Activity: Look for the word "handlers" in the entries and copy each line where it appears.

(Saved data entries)
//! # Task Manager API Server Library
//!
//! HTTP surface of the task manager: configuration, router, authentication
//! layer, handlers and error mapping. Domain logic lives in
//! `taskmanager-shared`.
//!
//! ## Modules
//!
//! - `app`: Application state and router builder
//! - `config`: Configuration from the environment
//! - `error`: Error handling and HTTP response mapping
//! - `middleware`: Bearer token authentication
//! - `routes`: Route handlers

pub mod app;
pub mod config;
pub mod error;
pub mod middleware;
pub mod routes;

Exercise solution:
//! layer, handlers and error mapping. Domain logic lives in
//! - `routes`: Route handlers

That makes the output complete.